As for the operative technique, there seems to be no clear indication of a superiority of arthrotomy over arthroscopic drainage or needle-aspiration in the literature [8]. In any case, arthroscopic drainage could be shown to be safe in elbow infections with the advantage of a minimal-invasive procedure while at the same time allowing an assessment of the joint [8]. More radical procedures as seen in our study were necessary in patients with life-threatening conditions call for an immediate and complete removal of the septic arthritis. Destruction of the elbow joint after open fractures as well as an osteomyelitis on the humerus or the radius/ulna can require a resection of the joint. Life-long antibiotic treatment as suppression therapy or creation of a fistula as a last resort for non-curable infections remain the exception but may unfortunately be necessary in individual cases. In our proposed staged protocol, we do not consider the time delay between the index surgery or trauma and revision surgery as indicative for a specific treatment algorithm. Operative therapy in these patients is highly individual and a staged protocol can only serve as orientation for such treatment. In general, we do not recommend radical treatments solely based on time delays of secondary joint infections but suggest basing such decision on the local extent of the infection. Therefore, if an infection is strictly limited to the elbow joint, we primarily perform an (arthroscopic) debridement and lavage of the joint.

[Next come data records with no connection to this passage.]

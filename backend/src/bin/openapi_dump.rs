//! Print the OpenAPI document as JSON.

use std::io::Write;
use std::process::ExitCode;

use customer_service::doc::ApiDoc;
use utoipa::OpenApi;

fn main() -> ExitCode {
    let json = match ApiDoc::openapi().to_pretty_json() {
        Ok(json) => json,
        Err(err) => {
            writeln!(std::io::stderr(), "failed to render OpenAPI document: {err}").ok();
            return ExitCode::FAILURE;
        }
    };
    match writeln!(std::io::stdout(), "{json}") {
        Ok(()) => ExitCode::SUCCESS,
        Err(_) => ExitCode::FAILURE,
    }
}
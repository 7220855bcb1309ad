//! Request-scoped correlation identifier.
//!
//! The identifier lives in Tokio task-local storage so errors raised deep in
//! the domain can pick it up without threading it through every call. Spawned
//! tasks do not inherit it; wrap their futures in [`TraceId::scope`].

use std::future::Future;

use tokio::task_local;
use uuid::Uuid;

/// Response header carrying the request trace identifier.
pub const TRACE_ID_HEADER: &str = "trace-id";

task_local! {
    static CURRENT_TRACE_ID: TraceId;
}

/// UUID identifying one inbound request across logs and error payloads.
///
/// # Examples
/// ```
/// use customer_service::TraceId;
///
/// # tokio::runtime::Runtime::new().unwrap().block_on(async {
/// let trace_id: TraceId = "00000000-0000-0000-0000-000000000000"
///     .parse()
///     .expect("valid UUID");
/// let seen = TraceId::scope(trace_id, async { TraceId::current() }).await;
/// assert_eq!(seen, Some(trace_id));
/// # });
/// ```
#[derive(Debug, Clone, Copy, PartialEq, Eq, Hash)]
pub struct TraceId(Uuid);

impl TraceId {
    /// Generate a fresh random identifier.
    #[must_use]
    pub fn generate() -> Self {
        Self(Uuid::new_v4())
    }

    /// Wrap an existing UUID.
    #[must_use]
    pub const fn from_uuid(uuid: Uuid) -> Self {
        Self(uuid)
    }

    /// Identifier of the request currently being served, if any.
    #[must_use]
    pub fn current() -> Option<Self> {
        CURRENT_TRACE_ID.try_with(|id| *id).ok()
    }

    /// Borrow the inner UUID.
    #[must_use]
    pub const fn as_uuid(&self) -> &Uuid {
        &self.0
    }

    /// Run `fut` with `trace_id` installed as the current identifier.
    pub async fn scope<Fut>(trace_id: Self, fut: Fut) -> Fut::Output
    where
        Fut: Future,
    {
        CURRENT_TRACE_ID.scope(trace_id, fut).await
    }
}

impl std::fmt::Display for TraceId {
    fn fmt(&self, f: &mut std::fmt::Formatter<'_>) -> std::fmt::Result {
        self.0.fmt(f)
    }
}

impl std::str::FromStr for TraceId {
    type Err = uuid::Error;

    fn from_str(s: &str) -> Result<Self, Self::Err> {
        Uuid::parse_str(s).map(Self)
    }
}
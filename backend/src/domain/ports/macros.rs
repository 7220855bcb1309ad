//! Helper macro generating port error enums with snake_case constructors.

macro_rules! define_port_error {
    (@ctor $variant:ident) => {
        ::paste::paste! {
            #[doc = concat!("Construct [`Self::", stringify!($variant), "`].")]
            pub const fn [<$variant:snake>]() -> Self {
                Self::$variant
            }
        }
    };

    (@ctor $variant:ident { $($field:ident : $ty:ty),* $(,)? }) => {
        define_port_error!(@ctor_impl $variant () () $( $field : $ty, )*);
    };

    (@ctor_impl $variant:ident ($($params:tt)*) ($($inits:tt)*) ) => {
        ::paste::paste! {
            #[doc = concat!("Construct [`Self::", stringify!($variant), "`].")]
            pub fn [<$variant:snake>]($($params)*) -> Self {
                Self::$variant { $($inits)* }
            }
        }
    };

    (@ctor_impl $variant:ident ($($params:tt)*) ($($inits:tt)*) $field:ident : $ty:ty, $($rest:tt)*) => {
        define_port_error!(
            @ctor_impl
            $variant
            ($($params)* $field: impl Into<$ty>,)
            ($($inits)* $field: $field.into(),)
            $($rest)*
        );
    };

    (
        $(#[$outer:meta])*
        pub enum $name:ident {
            $(
                $(#[$variant_meta:meta])*
                $variant:ident $( { $($field:ident : $ty:ty),* $(,)? } )? => $message:expr
            ),* $(,)?
        }
    ) => {
        $(#[$outer])*
        #[derive(Debug, Clone, PartialEq, Eq, thiserror::Error)]
        pub enum $name {
            $(
                $(#[$variant_meta])*
                #[error($message)]
                $variant $( {
                    $(
                        #[doc = concat!("`", stringify!($field), "` context.")]
                        $field : $ty
                    ),*
                } )?,
            )*
        }

        impl $name {
            $(
                define_port_error!(@ctor $variant $( { $($field : $ty),* } )?);
            )*
        }
    };
}

pub(crate) use define_port_error;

Our study has several limitations: We performed a retrospective observational study of patients treated with secondary septic arthritis in our institution. Long-term outcome after dismissal of the patients could therefore not be described. Also, due to the structure of the German health care system, patients are usually referred to a maximum care hospital, from a primary care facility or by the emergency services when patients are in a poor general condition. Milder cases might be treated in primary care facilities such as general or regional hospitals or in outpatient medical-care centers with a less severe outcome and fewer comorbidities. Therefore, our results could be somewhat distorted in regard to the severity and the outcome. Our results might hence not be comparable to a potential larger collective also including milder cases of elbow infections. However, due to the infrequency of the disease, a prospective single-center study to describe influencing factors in this disease might not be feasible. A larger study in a multi-center design with inclusion of primary care facilities might overcome these limitations. Furthermore, cases with sole microbial or typical radiological signs were disregarded in this study, leading to a selection bias to more severe cases where turbid fluid was detected.